WORK ORDER. All lines in the data below carrying the string "RentalPresenter" are to be located and copied.

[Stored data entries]
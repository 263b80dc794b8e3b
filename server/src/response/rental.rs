use application::transfer::{RentalDto, RentedMovieDto};
use axum::response::IntoResponse;
use axum::Json;
use rust_decimal::Decimal;
use serde::Serialize;
use time::OffsetDateTime;
use uuid::Uuid;

use crate::controller::Exhaust;
use crate::response::CustomerResponse;

#[derive(Debug, Serialize)]
#[serde(rename_all = "camelCase")]
pub struct RentedMovieResponse {
    id: Uuid,
    title: String,
    #[serde(with = "rust_decimal::serde::float")]
    daily_rental_rate: Decimal,
}

impl From<RentedMovieDto> for RentedMovieResponse {
    fn from(value: RentedMovieDto) -> Self {
        Self {
            id: value.id,
            title: value.title,
            daily_rental_rate: value.daily_rental_rate,
        }
    }
}

#[derive(Debug, Serialize)]
#[serde(rename_all = "camelCase")]
pub struct RentalResponse {
    id: Uuid,
    customer: CustomerResponse,
    movie: RentedMovieResponse,
    #[serde(with = "time::serde::rfc3339")]
    date_out: OffsetDateTime,
    #[serde(with = "time::serde::rfc3339::option")]
    date_returned: Option<OffsetDateTime>,
    #[serde(with = "rust_decimal::serde::float_option")]
    rental_fee: Option<Decimal>,
}

impl From<RentalDto> for RentalResponse {
    fn from(value: RentalDto) -> Self {
        Self {
            id: value.id,
            customer: CustomerResponse::from(value.customer),
            movie: RentedMovieResponse::from(value.movie),
            date_out: value.date_out,
            date_returned: value.date_returned,
            rental_fee: value.rental_fee,
        }
    }
}

impl IntoResponse for RentalResponse {
    fn into_response(self) -> axum::response::Response {
        (axum::http::StatusCode::OK, Json(self)).into_response()
    }
}

pub struct RentalPresenter;

impl Exhaust<RentalDto> for RentalPresenter {
    type To = RentalResponse;
    fn emit(&self, input: RentalDto) -> Self::To {
        RentalResponse::from(input)
    }
}

impl Exhaust<Vec<RentalDto>> for RentalPresenter {
    type To = Json<Vec<RentalResponse>>;
    fn emit(&self, input: Vec<RentalDto>) -> Self::To {
        Json(input.into_iter().map(RentalResponse::from).collect())
    }
}
use application::transfer::{CreateRentalDto, GetRentalDto, ReturnRentalDto};
use kernel::KernelError;
use serde::Deserialize;

use crate::controller::TryIntake;
use crate::request::parse_id;

/// Body of both `POST /rentals` and `POST /returns`.
#[derive(Debug, Deserialize)]
#[serde(rename_all = "camelCase")]
pub struct RentalRequest {
    customer_id: String,
    movie_id: String,
}

#[derive(Debug)]
pub struct ReturnRequest(RentalRequest);

impl ReturnRequest {
    pub fn new(request: RentalRequest) -> Self {
        Self(request)
    }
}

#[derive(Debug)]
pub struct GetRentalRequest {
    id: String,
}

impl GetRentalRequest {
    pub fn new(id: String) -> Self {
        Self { id }
    }
}

pub struct RentalTransformer;

impl TryIntake<RentalRequest> for RentalTransformer {
    type To = CreateRentalDto;
    type Error = error_stack::Report<KernelError>;
    fn emit(&self, input: RentalRequest) -> Result<Self::To, Self::Error> {
        Ok(CreateRentalDto {
            customer_id: parse_id("customerId", &input.customer_id)?,
            movie_id: parse_id("movieId", &input.movie_id)?,
        })
    }
}

impl TryIntake<ReturnRequest> for RentalTransformer {
    type To = ReturnRentalDto;
    type Error = error_stack::Report<KernelError>;
    fn emit(&self, input: ReturnRequest) -> Result<Self::To, Self::Error> {
        let ReturnRequest(input) = input;
        Ok(ReturnRentalDto {
            customer_id: parse_id("customerId", &input.customer_id)?,
            movie_id: parse_id("movieId", &input.movie_id)?,
        })
    }
}

impl TryIntake<GetRentalRequest> for RentalTransformer {
    type To = GetRentalDto;
    type Error = error_stack::Report<KernelError>;
    fn emit(&self, input: GetRentalRequest) -> Result<Self::To, Self::Error> {
        Ok(GetRentalDto {
            id: parse_id("id", &input.id)?,
        })
    }
}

SOLUTION FOR THIS EXERCISE.
pub struct RentalPresenter;
impl Exhaust<RentalDto> for RentalPresenter {
impl Exhaust<Vec<RentalDto>> for RentalPresenter {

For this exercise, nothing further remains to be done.